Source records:
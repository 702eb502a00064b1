use crate::{
    add_command,
    lang::arg_stream::ArgStream,
    runtime::{
        built_ins::command_support::{success, CommandBase},
        data_structures::value::Value,
        error::{self, script_error},
        interpreter::{Command, CommandOutcome, Interpreter},
    },
};
use tracing::debug;

/// `include [-s] ~@path`
#[derive(Default)]
struct IncludeCommand {
    base: CommandBase,
    silent: bool,
}

impl Command for IncludeCommand {
    fn reinit(&mut self) {
        self.base.reinit();
        self.silent = false;
    }

    fn execute(
        &mut self,
        interpreter: &mut dyn Interpreter,
        mut args: ArgStream,
    ) -> error::Result<CommandOutcome> {
        while let Some(dash_command) = args.parse_dash_command() {
            match dash_command.as_str() {
                "-s" => self.silent = true,
                _ => self.base.dash_command(interpreter, &dash_command, &mut args)?,
            }
        }

        self.base.check_dash_commands(interpreter)?;

        let path = args.next_string(interpreter)?;
        let echo = interpreter.echo_includes();

        debug!(path = %path, "include");

        if self.silent {
            interpreter.set_echo_includes(false);
        }

        let result = interpreter.process_source_file(&path);

        interpreter.set_echo_includes(echo);

        Ok((args, result?))
    }
}

/// `usage [-cmd name]` and `help`
#[derive(Default)]
struct UsageCommand {
    base: CommandBase,
    command: Option<String>,
}

impl Command for UsageCommand {
    fn reinit(&mut self) {
        self.base.reinit();
        self.command = None;
    }

    fn execute(
        &mut self,
        interpreter: &mut dyn Interpreter,
        mut args: ArgStream,
    ) -> error::Result<CommandOutcome> {
        while let Some(dash_command) = args.parse_dash_command() {
            match dash_command.as_str() {
                "-cmd" => self.command = Some(args.next_word()?),
                _ => self.base.dash_command(interpreter, &dash_command, &mut args)?,
            }
        }

        self.base.check_dash_commands(interpreter)?;

        let text = match &self.command {
            None => interpreter.commands().to_string(),

            Some(name) => match interpreter.find_command(name) {
                Some(info) => format!("{}\n    {}", info.signature, info.description),
                None => return script_error(interpreter, format!("Command \"{}\" not found.", name)),
            },
        };

        self.base.put(interpreter, Value::String(text))?;
        success(args)
    }
}

pub fn register_session_commands(interpreter: &mut dyn Interpreter) {
    add_command!(
        interpreter,
        "include",
        IncludeCommand,
        "Run a script file line by line, -s keeps it from being echoed.",
        "include [-s] ~@path"
    );

    add_command!(
        interpreter,
        "usage",
        UsageCommand,
        "Put the command listing, or the usage of one command.",
        "usage [-cmd name] [-to datasink]"
    );

    add_command!(
        interpreter,
        "help",
        UsageCommand,
        "Put the command listing, or the usage of one command.",
        "help [-cmd name] [-to datasink]"
    );
}

use std::fmt::{ self,
                Display,
                Formatter };



/// The location in the script text where a token was found.  Locations travel with every token,
/// block and error so that diagnostics can point back at the offending text, even when that text
/// lives inside a block that is re-parsed long after the line holding it was read.
///
/// This is a read-only structure.  Use the field accessor methods to get the values.
#[derive(Clone, Debug, PartialEq, PartialOrd, Eq, Hash)]
pub struct SourceLocation
{
    /// Either the path to the script file or a tag describing where the text came from.  Lines
    /// typed at the REPL are tagged "\<repl\>".
    path: String,

    /// The 1 based line number in the source text.
    line: usize,

    /// The 1 based column number in the source text.
    column: usize
}


impl Default for SourceLocation
{
    fn default() -> Self
    {
        Self::new()
    }
}


/// Used for error reporting to show where in the script an error originated.
impl Display for SourceLocation
{
    fn fmt(&self, formatter: &mut Formatter<'_>) -> Result<(), fmt::Error>
    {
        write!(formatter, "{} ({}, {})", self.path, self.line, self.column)
    }
}


impl SourceLocation
{
    /// Create a new SourceLocation with default values.
    pub fn new() -> SourceLocation
    {
        SourceLocation { path: "unspecified".to_string(), line: 1, column: 1 }
    }

    /// Create a new SourceLocation at the start of the given source.
    pub fn new_from_path(path: &str) -> Self
    {
        SourceLocation { path: path.to_owned(), line: 1, column: 1 }
    }

    /// Create a new SourceLocation with all of the needed information.  This is useful in
    /// conjunction with the location_here! macro.
    pub fn new_from_info(path: &str, line: usize, column: usize) -> Self
    {
        SourceLocation { path: path.to_owned(), line, column }
    }

    /// The path to the source or a meaningful description of it.
    pub fn path(&self) -> &String
    {
        &self.path
    }

    /// The 1 based line number.
    pub fn line(&self) -> usize
    {
        self.line
    }

    /// The 1 based column number.
    pub fn column(&self) -> usize
    {
        self.column
    }
}



/// Helper macro to get the location of the macro invocation.  Commands registered from Rust use
/// this so the command listing can say where each one came from.
#[macro_export]
macro_rules! location_here
{
    () =>
    {
        $crate::lang::source_buffer::SourceLocation::new_from_info(file!(),
                                                                   line!() as usize,
                                                                   column!() as usize)
    };
}



/// A forward only cursor over script text.  As characters are consumed the logical location of
/// the cursor is maintained, and the byte offset is kept so the tokenizer can slice out the raw
/// text of quotes and blocks without copying it character by character.
///
/// The SourceBuffer only borrows the text, which must outlive it.
pub struct SourceBuffer<'a>
{
    /// The text being processed.
    source: &'a str,

    /// Byte offset of the next unconsumed character.
    offset: usize,

    /// The logical location of the cursor.
    location: SourceLocation
}


impl<'a> SourceBuffer<'a>
{
    /// Create a new SourceBuffer for text found at the start of the given path or tag.
    pub fn new(path: &str, source: &'a str) -> Self
    {
        SourceBuffer::new_at(SourceLocation::new_from_path(path), source)
    }

    /// Create a buffer for text that started somewhere other than the top of its source, such as
    /// the body of a block.  Locations reported for its tokens continue from `location`.
    pub fn new_at(location: SourceLocation, source: &'a str) -> Self
    {
        SourceBuffer { source, offset: 0, location }
    }

    /// The location the cursor is at.
    pub fn location(&self) -> &SourceLocation
    {
        &self.location
    }

    /// Byte offset of the cursor.
    pub fn offset(&self) -> usize
    {
        self.offset
    }

    /// Borrow the raw text between two offsets previously reported by `offset`.
    pub fn slice(&self, start: usize, end: usize) -> &'a str
    {
        &self.source[start..end]
    }

    /// Take a peek at the next character without consuming it.
    pub fn peek_next(&self) -> Option<char>
    {
        self.source[self.offset..].chars().next()
    }

    /// Get and consume the next character.
    pub fn next_char(&mut self) -> Option<char>
    {
        let next = self.peek_next()?;

        self.offset += next.len_utf8();
        self.increment_location(next);

        Some(next)
    }

    /// Advance one column for regular characters.  Reset the column to 1 and increment the line
    /// for new line characters.
    fn increment_location(&mut self, next: char)
    {
        if next == '\n'
        {
            self.location.line += 1;
            self.location.column = 1;
        }
        else
        {
            self.location.column += 1;
        }
    }
}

Directions for this task » Read through the data above. Report each line that has the word "without".

Response to the task »
/// text of quotes and blocks without copying it character by character.
    /// Take a peek at the next character without consuming it.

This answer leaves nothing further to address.